Exercise instructions => Wherever a line in the data holds the word "const", pull that line out.

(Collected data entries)
_ _ _ _ _

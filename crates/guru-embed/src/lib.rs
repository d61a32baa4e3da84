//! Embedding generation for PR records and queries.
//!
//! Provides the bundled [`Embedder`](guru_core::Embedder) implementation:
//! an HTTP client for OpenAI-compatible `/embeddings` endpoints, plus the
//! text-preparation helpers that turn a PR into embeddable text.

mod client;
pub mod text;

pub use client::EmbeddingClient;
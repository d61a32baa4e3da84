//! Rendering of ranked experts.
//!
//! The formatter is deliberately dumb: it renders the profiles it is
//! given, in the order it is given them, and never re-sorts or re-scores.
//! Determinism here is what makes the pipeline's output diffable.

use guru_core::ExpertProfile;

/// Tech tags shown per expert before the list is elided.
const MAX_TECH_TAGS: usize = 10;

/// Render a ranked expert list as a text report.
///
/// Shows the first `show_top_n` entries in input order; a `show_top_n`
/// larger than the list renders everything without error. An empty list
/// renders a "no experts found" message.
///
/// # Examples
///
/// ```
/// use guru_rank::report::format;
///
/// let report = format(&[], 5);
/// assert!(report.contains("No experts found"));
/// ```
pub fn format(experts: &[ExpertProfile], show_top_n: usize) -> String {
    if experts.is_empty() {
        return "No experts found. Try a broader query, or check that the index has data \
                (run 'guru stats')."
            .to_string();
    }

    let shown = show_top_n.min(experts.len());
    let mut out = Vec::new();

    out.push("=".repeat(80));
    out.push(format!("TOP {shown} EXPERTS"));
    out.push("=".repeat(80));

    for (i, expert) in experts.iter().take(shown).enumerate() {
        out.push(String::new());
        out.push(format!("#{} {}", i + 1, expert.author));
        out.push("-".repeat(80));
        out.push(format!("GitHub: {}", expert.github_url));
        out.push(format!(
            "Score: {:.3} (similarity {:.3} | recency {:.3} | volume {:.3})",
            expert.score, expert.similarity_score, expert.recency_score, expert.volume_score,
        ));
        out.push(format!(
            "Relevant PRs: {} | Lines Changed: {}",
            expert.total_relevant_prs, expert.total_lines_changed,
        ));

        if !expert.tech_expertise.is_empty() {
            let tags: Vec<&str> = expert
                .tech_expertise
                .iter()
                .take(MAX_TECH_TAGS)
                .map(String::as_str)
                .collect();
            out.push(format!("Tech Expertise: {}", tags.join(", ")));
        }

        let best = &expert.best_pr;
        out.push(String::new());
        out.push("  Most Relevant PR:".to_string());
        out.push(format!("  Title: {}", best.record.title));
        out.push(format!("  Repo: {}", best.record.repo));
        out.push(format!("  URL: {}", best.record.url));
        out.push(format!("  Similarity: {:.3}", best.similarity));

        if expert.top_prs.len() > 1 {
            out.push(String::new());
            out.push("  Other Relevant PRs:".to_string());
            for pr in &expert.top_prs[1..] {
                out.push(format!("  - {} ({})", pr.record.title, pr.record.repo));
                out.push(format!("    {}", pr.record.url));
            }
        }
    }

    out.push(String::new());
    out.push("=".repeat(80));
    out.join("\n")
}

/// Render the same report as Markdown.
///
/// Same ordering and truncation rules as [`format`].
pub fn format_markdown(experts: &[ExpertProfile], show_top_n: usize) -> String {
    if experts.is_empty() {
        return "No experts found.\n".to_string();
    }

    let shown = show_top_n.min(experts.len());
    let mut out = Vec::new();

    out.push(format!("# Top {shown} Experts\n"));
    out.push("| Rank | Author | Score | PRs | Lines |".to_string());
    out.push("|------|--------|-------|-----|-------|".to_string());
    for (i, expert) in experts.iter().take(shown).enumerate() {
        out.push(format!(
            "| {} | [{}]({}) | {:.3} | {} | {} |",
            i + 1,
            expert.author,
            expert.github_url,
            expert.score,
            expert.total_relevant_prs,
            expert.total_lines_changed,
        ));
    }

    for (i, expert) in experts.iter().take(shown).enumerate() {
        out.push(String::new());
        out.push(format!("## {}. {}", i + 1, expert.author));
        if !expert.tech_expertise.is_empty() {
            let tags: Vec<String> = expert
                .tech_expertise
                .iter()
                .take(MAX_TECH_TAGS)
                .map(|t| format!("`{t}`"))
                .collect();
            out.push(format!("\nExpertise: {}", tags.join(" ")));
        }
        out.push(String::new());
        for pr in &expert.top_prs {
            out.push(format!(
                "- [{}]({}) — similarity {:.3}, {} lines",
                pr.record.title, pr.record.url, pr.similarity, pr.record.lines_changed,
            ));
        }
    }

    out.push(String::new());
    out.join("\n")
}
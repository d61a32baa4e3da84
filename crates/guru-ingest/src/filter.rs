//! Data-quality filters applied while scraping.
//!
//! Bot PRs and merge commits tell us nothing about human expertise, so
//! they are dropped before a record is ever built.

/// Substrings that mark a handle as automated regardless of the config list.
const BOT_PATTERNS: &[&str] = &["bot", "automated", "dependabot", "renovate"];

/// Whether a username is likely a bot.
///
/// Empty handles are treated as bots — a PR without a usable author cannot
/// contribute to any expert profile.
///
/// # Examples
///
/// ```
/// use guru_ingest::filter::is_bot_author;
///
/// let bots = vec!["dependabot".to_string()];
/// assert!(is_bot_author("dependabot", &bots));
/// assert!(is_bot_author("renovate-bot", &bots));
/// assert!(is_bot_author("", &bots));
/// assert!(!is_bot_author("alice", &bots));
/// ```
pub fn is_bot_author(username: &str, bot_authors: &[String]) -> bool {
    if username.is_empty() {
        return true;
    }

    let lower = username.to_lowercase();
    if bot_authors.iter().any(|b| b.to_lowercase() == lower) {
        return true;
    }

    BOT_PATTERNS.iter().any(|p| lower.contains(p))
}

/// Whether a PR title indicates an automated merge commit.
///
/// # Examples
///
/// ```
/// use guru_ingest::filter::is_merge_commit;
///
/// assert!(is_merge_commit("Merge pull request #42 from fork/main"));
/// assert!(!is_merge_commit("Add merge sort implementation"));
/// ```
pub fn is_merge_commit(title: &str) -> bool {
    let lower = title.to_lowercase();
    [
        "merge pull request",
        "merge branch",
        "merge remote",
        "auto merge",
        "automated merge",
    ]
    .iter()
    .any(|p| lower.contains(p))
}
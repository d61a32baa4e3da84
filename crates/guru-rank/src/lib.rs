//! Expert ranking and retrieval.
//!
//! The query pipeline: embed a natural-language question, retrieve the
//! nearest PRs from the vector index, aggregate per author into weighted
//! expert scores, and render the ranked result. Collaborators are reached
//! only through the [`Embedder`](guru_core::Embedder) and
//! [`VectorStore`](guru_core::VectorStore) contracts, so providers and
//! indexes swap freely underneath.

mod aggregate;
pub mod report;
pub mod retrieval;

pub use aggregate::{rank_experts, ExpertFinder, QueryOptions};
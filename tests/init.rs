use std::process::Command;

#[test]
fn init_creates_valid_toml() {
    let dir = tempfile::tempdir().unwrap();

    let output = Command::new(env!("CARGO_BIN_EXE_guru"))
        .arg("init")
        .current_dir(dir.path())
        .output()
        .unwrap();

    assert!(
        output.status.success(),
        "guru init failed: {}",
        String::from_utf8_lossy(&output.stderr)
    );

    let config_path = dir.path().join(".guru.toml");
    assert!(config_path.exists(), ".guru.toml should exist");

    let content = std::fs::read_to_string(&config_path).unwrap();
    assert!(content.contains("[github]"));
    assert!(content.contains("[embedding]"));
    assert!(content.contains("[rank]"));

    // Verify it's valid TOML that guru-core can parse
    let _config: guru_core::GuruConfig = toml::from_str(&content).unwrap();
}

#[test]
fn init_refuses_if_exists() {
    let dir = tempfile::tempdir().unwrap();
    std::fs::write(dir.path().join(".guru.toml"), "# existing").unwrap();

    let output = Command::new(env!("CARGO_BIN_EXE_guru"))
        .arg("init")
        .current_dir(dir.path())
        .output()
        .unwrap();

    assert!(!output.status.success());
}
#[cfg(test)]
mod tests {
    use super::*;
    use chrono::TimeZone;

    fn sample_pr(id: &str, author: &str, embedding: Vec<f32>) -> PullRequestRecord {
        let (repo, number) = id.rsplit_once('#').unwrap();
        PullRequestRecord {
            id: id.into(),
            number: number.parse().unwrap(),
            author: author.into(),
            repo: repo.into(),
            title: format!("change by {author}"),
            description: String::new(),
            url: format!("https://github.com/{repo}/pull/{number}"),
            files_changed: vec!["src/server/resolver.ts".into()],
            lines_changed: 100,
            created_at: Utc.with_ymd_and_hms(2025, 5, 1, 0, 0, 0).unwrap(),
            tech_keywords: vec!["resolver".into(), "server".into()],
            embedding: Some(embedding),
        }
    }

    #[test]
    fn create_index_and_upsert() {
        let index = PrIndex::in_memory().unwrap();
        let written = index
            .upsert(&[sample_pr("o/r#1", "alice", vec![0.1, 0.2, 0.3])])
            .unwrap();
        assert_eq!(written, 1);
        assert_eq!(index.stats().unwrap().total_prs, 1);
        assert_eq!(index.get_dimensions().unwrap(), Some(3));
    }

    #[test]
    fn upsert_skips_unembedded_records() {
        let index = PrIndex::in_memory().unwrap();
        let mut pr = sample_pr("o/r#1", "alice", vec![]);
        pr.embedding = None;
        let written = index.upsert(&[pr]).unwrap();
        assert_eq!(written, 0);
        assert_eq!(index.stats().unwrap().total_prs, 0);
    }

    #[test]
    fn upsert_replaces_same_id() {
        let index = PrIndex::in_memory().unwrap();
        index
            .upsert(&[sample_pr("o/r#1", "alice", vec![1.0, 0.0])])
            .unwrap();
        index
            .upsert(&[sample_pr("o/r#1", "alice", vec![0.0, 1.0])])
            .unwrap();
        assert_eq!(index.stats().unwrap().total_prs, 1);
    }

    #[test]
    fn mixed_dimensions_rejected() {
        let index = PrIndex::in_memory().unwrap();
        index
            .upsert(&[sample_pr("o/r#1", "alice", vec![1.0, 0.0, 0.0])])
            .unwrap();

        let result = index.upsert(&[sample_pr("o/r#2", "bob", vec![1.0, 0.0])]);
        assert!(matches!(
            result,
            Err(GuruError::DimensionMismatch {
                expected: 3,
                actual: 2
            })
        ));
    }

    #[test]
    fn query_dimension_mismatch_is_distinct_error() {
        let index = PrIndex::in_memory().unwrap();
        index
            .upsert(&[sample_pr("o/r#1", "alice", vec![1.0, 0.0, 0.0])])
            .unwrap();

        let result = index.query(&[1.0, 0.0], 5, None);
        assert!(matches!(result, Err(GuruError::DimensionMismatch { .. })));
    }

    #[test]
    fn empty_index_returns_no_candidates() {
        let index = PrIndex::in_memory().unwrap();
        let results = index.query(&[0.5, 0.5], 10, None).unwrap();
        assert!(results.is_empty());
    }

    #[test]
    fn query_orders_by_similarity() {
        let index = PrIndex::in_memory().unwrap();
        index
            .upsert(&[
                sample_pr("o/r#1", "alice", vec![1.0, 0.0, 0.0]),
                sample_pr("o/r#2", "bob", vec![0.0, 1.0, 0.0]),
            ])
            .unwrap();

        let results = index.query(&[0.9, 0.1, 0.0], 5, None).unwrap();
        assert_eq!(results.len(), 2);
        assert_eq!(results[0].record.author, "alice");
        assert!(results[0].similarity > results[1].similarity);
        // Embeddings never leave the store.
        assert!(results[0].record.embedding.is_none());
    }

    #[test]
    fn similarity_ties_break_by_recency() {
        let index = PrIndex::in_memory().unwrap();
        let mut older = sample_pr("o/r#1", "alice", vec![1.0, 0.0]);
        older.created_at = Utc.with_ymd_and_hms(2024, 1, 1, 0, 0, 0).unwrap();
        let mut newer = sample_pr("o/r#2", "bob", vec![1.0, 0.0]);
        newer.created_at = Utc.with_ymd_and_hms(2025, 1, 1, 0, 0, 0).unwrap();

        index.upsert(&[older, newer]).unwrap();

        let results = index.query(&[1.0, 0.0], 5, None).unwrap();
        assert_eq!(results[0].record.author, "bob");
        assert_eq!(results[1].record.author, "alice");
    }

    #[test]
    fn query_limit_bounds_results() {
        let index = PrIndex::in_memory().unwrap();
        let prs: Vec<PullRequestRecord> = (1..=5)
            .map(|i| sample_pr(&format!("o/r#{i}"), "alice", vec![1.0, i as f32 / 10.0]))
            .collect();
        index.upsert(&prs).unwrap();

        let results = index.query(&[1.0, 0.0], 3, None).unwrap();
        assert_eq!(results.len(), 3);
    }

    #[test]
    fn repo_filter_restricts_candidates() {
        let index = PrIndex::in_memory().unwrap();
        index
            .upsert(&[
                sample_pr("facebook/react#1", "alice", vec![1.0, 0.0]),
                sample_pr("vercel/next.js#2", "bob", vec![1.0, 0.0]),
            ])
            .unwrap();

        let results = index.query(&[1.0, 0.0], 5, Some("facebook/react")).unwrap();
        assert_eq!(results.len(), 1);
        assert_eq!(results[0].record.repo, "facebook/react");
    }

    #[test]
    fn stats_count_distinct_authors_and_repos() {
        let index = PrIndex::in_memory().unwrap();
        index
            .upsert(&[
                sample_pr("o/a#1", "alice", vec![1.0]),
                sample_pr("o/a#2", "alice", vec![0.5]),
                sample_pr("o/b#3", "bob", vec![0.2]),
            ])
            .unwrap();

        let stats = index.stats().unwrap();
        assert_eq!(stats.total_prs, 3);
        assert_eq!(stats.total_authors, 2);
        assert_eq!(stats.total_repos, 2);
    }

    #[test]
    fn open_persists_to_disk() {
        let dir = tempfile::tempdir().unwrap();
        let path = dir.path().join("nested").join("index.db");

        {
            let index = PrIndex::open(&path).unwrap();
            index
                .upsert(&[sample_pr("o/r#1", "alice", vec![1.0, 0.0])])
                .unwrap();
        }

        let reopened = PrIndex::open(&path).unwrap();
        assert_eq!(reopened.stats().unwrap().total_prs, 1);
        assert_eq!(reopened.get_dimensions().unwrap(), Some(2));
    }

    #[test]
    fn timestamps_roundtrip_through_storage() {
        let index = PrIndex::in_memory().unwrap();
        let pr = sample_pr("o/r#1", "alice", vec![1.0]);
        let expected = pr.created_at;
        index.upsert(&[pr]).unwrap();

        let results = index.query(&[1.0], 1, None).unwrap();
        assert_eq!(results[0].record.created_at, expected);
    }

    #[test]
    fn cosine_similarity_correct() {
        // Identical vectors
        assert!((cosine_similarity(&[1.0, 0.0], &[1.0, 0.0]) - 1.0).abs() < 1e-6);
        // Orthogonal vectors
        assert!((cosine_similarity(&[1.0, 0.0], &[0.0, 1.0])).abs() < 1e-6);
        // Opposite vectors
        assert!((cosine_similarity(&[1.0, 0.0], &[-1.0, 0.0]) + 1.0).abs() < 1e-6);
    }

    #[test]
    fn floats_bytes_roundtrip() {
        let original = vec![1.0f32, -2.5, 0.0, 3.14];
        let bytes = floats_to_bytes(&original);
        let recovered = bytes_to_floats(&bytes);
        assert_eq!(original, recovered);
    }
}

_ _ _ _ _

Written solution =>
const MAX_TECH_TAGS: usize = 10;
const BOT_PATTERNS: &[&str] = &["bot", "automated", "dependabot", "renovate"];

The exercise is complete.